_DIRECTIONS FOR THIS TASK:_ Each line of the records containing "data" is to be copied out and returned.

================

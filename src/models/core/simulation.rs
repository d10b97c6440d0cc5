//! Residual-bootstrap simulation of return and volatility paths.
//!
//! Purpose
//! -------
//! Generate future return and volatility paths by feeding resampled
//! standardized residuals through the fitted recursion, and summarize them
//! by per-step empirical quantiles.
//!
//! Key behaviors
//! -------------
//! - [`simulate_path`] continues from an [`InSampleState`]: step 1 volatility
//!   is fixed by the last in-sample shock, later steps depend on the drawn
//!   shocks.
//! - [`simulate_sample`] produces a synthetic series of a given length from
//!   the same pre-sample conditions the filter uses, for re-estimation.
//! - [`quantile_bands`] reports type-7 (linear interpolation) quantiles for
//!   every step.
//!
//! Invariants
//! ----------
//! - Shock pools must be non-empty; draws are uniform with replacement.
//! - All randomness flows through the caller's RNG, so a seeded RNG
//!   reproduces paths exactly.
use crate::models::{
    core::{
        guards::LogVarianceGuards,
        innovations::expected_abs_z,
        options::BootstrapMode,
        params::ArmaEgarchParams,
        recursion::{InSampleState, arma_mean, egarch_step},
    },
    errors::{ModelError, ModelResult},
};
use ndarray::{Array2, ArrayView1, Axis};
use rand::Rng;
use serde::Serialize;

/// Per-step quantile at one probability level.
#[derive(Debug, Clone, PartialEq, Serialize)]
pub struct QuantileBand {
    pub level: f64,
    pub values: Vec<f64>,
}

/// Summary of a bootstrap forecast.
#[derive(Debug, Clone, PartialEq, Serialize)]
pub struct BootstrapForecast {
    pub mode: BootstrapMode,
    pub n_paths: usize,
    /// Distinct parameter sets the paths were spread over (1 in partial mode).
    pub n_param_sets: usize,
    pub quantiles: Vec<f64>,
    /// Return quantiles, one band per level.
    pub series: Vec<QuantileBand>,
    /// Volatility quantiles, one band per level.
    pub sigma: Vec<QuantileBand>,
    /// Per-step mean of the simulated volatility.
    pub sigma_mean: Vec<f64>,
}

impl BootstrapForecast {
    /// Band at `level`, if that level was requested.
    pub fn sigma_band(&self, level: f64) -> Option<&QuantileBand> {
        self.sigma.iter().find(|b| (b.level - level).abs() < 1e-12)
    }

    pub fn series_band(&self, level: f64) -> Option<&QuantileBand> {
        self.series.iter().find(|b| (b.level - level).abs() < 1e-12)
    }
}

/// Simulated paths stacked as `n_paths × horizon` matrices.
#[derive(Debug, Clone, PartialEq)]
pub struct SimulatedPaths {
    pub returns: Array2<f64>,
    pub sigma: Array2<f64>,
}

impl SimulatedPaths {
    pub fn zeros(n_paths: usize, horizon: usize) -> Self {
        SimulatedPaths {
            returns: Array2::zeros((n_paths, horizon)),
            sigma: Array2::zeros((n_paths, horizon)),
        }
    }

    pub fn n_paths(&self) -> usize {
        self.returns.nrows()
    }
}

/// One future path of `(returns, sigma)` of length `horizon`.
pub fn simulate_path<R: Rng + ?Sized>(
    params: &ArmaEgarchParams, state: &InSampleState, horizon: usize, shocks: &[f64],
    guards: &LogVarianceGuards, rng: &mut R,
) -> ModelResult<(Vec<f64>, Vec<f64>)> {
    check_shocks(shocks)?;
    let e_abs = expected_abs_z(params.shape);
    let mut devs = state.dev_lags.clone();
    let mut resids = state.resid_lags.clone();
    let (mut log_var, mut z_prev) = (state.last_log_var, state.last_z);
    let mut returns = Vec::with_capacity(horizon);
    let mut sigma = Vec::with_capacity(horizon);

    for _ in 0..horizon {
        log_var = guards.clamp(egarch_step(params, e_abs, log_var, z_prev));
        let s = (0.5 * log_var).exp();
        let z = shocks[rng.gen_range(0..shocks.len())];
        let e = s * z;
        let r = arma_mean(params, &devs, &resids) + e;

        devs.push(r - params.mu);
        resids.push(e);
        returns.push(r);
        sigma.push(s);
        z_prev = z;
    }
    Ok((returns, sigma))
}

/// Synthetic sample of length `n` started like the in-sample filter:
/// zero pre-sample lags and `ln σ²_0 = log_var0`.
pub fn simulate_sample<R: Rng + ?Sized>(
    params: &ArmaEgarchParams, n: usize, log_var0: f64, shocks: &[f64],
    guards: &LogVarianceGuards, rng: &mut R,
) -> ModelResult<Vec<f64>> {
    check_shocks(shocks)?;
    let e_abs = expected_abs_z(params.shape);
    let mut devs = Vec::with_capacity(n);
    let mut resids = Vec::with_capacity(n);
    let mut out = Vec::with_capacity(n);
    let mut log_var = guards.clamp(log_var0);
    let mut z_prev = 0.0;

    for t in 0..n {
        if t > 0 {
            log_var = guards.clamp(egarch_step(params, e_abs, log_var, z_prev));
        }
        let z = shocks[rng.gen_range(0..shocks.len())];
        let e = (0.5 * log_var).exp() * z;
        let r = arma_mean(params, &devs, &resids) + e;

        devs.push(r - params.mu);
        resids.push(e);
        out.push(r);
        z_prev = z;
    }
    Ok(out)
}

/// Type-7 sample quantile of already sorted data.
///
/// `h = (n − 1)p`, result `x⌊h⌋ + (h − ⌊h⌋)(x⌊h⌋+1 − x⌊h⌋)`. Returns NaN for
/// empty input.
pub fn quantile_type7(sorted: &[f64], p: f64) -> f64 {
    match sorted.len() {
        0 => f64::NAN,
        1 => sorted[0],
        n => {
            let h = (n - 1) as f64 * p.clamp(0.0, 1.0);
            let lo = h.floor() as usize;
            let hi = (lo + 1).min(n - 1);
            sorted[lo] + (h - lo as f64) * (sorted[hi] - sorted[lo])
        }
    }
}

/// Column-wise quantiles of an `n_paths × horizon` matrix.
pub fn quantile_bands(paths: &Array2<f64>, levels: &[f64]) -> Vec<QuantileBand> {
    let sorted_columns: Vec<Vec<f64>> = paths.axis_iter(Axis(1)).map(sorted).collect();
    levels
        .iter()
        .map(|&level| QuantileBand {
            level,
            values: sorted_columns.iter().map(|col| quantile_type7(col, level)).collect(),
        })
        .collect()
}

fn sorted(col: ArrayView1<f64>) -> Vec<f64> {
    let mut v = col.to_vec();
    v.sort_by(f64::total_cmp);
    v
}

fn check_shocks(shocks: &[f64]) -> ModelResult<()> {
    if shocks.is_empty() {
        return Err(ModelError::InvalidBootstrapOptions {
            reason: "no standardized residuals available to resample.",
        });
    }
    Ok(())
}

#[cfg(test)]
mod tests {
    use super::*;
    use approx::assert_relative_eq;
    use ndarray::array;
    use rand::{SeedableRng, rngs::StdRng};

    fn params() -> ArmaEgarchParams {
        ArmaEgarchParams {
            mu: 0.0005,
            ar: array![0.1],
            ma: array![-0.05],
            omega: -0.18,
            alpha: -0.08,
            beta: 0.98,
            gamma: 0.12,
            shape: 6.0,
        }
    }

    fn state() -> InSampleState {
        InSampleState { dev_lags: vec![0.01], resid_lags: vec![0.008], last_log_var: -9.0, last_z: 1.2 }
    }

    #[test]
    // Purpose
    // -------
    // Type-7 quantiles interpolate linearly between order statistics.
    //
    // Given
    // -----
    // - Sorted data [1, 2, 3, 4].
    //
    // Expect
    // ------
    // - q(0) = 1, q(1) = 4, q(0.5) = 2.5, q(0.25) = 1.75.
    fn quantile_type7_matches_hand_values() {
        let x = [1.0, 2.0, 3.0, 4.0];
        assert_relative_eq!(quantile_type7(&x, 0.0), 1.0);
        assert_relative_eq!(quantile_type7(&x, 1.0), 4.0);
        assert_relative_eq!(quantile_type7(&x, 0.5), 2.5);
        assert_relative_eq!(quantile_type7(&x, 0.25), 1.75);
        assert!(quantile_type7(&[], 0.5).is_nan());
    }

    #[test]
    // Purpose
    // -------
    // Step-1 volatility is the same on every path; the same seed reproduces
    // the same path.
    //
    // Given
    // -----
    // - Two paths from one RNG, one path from a fresh RNG with the same seed.
    //
    // Expect
    // ------
    // - σ_1 identical across paths; reseeded path equals the first path.
    fn first_step_sigma_is_deterministic_and_seed_reproduces() {
        let shocks = [-1.5, -0.3, 0.2, 0.9, 1.7];
        let guards = LogVarianceGuards::default();
        let mut rng = StdRng::seed_from_u64(7);
        let (r1, s1) = simulate_path(&params(), &state(), 10, &shocks, &guards, &mut rng).unwrap();
        let (_, s2) = simulate_path(&params(), &state(), 10, &shocks, &guards, &mut rng).unwrap();
        assert_eq!(s1[0], s2[0]);

        let mut again = StdRng::seed_from_u64(7);
        let (r3, s3) = simulate_path(&params(), &state(), 10, &shocks, &guards, &mut again).unwrap();
        assert_eq!(r1, r3);
        assert_eq!(s1, s3);
    }

    #[test]
    // Purpose
    // -------
    // Simulated samples have the requested length.
    //
    // Given
    // -----
    // - 400 steps from a fixed shock pool.
    //
    // Expect
    // ------
    // - 400 finite values.
    fn simulate_sample_has_requested_length_and_finite_values() {
        let shocks: Vec<f64> = (0..50).map(|i| (i as f64 - 24.5) / 14.4).collect();
        let mut rng = StdRng::seed_from_u64(11);
        let xs = simulate_sample(&params(), 400, -9.0, &shocks, &LogVarianceGuards::default(), &mut rng)
            .unwrap();
        assert_eq!(xs.len(), 400);
        assert!(xs.iter().all(|x| x.is_finite()));
    }

    #[test]
    // Purpose
    // -------
    // Quantile bands are monotone in the level at every step.
    //
    // Given
    // -----
    // - 101 paths over 3 steps, levels 0.05, 0.5, 0.95.
    //
    // Expect
    // ------
    // - Ordered bands; the median of step 1 is 50.
    fn quantile_bands_are_ordered_per_step() {
        let paths = Array2::from_shape_fn((101, 3), |(i, j)| (i as f64) * (j as f64 + 1.0));
        let bands = quantile_bands(&paths, &[0.05, 0.5, 0.95]);
        assert_eq!(bands.len(), 3);
        for j in 0..3 {
            assert!(bands[0].values[j] <= bands[1].values[j]);
            assert!(bands[1].values[j] <= bands[2].values[j]);
        }
        assert_relative_eq!(bands[1].values[0], 50.0);
    }

    #[test]
    // Purpose
    // -------
    // Paths cannot be drawn from an empty shock pool.
    //
    // Given
    // -----
    // - An empty pool.
    //
    // Expect
    // ------
    // - `InvalidBootstrapOptions`.
    fn empty_shock_pool_is_an_error() {
        let mut rng = StdRng::seed_from_u64(1);
        let res = simulate_path(&params(), &state(), 3, &[], &LogVarianceGuards::default(), &mut rng);
        assert!(matches!(res, Err(ModelError::InvalidBootstrapOptions { .. })));
    }
}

================

_COMPLETED EXERCISE:_
/// Type-7 sample quantile of already sorted data.
    // - Sorted data [1, 2, 3, 4].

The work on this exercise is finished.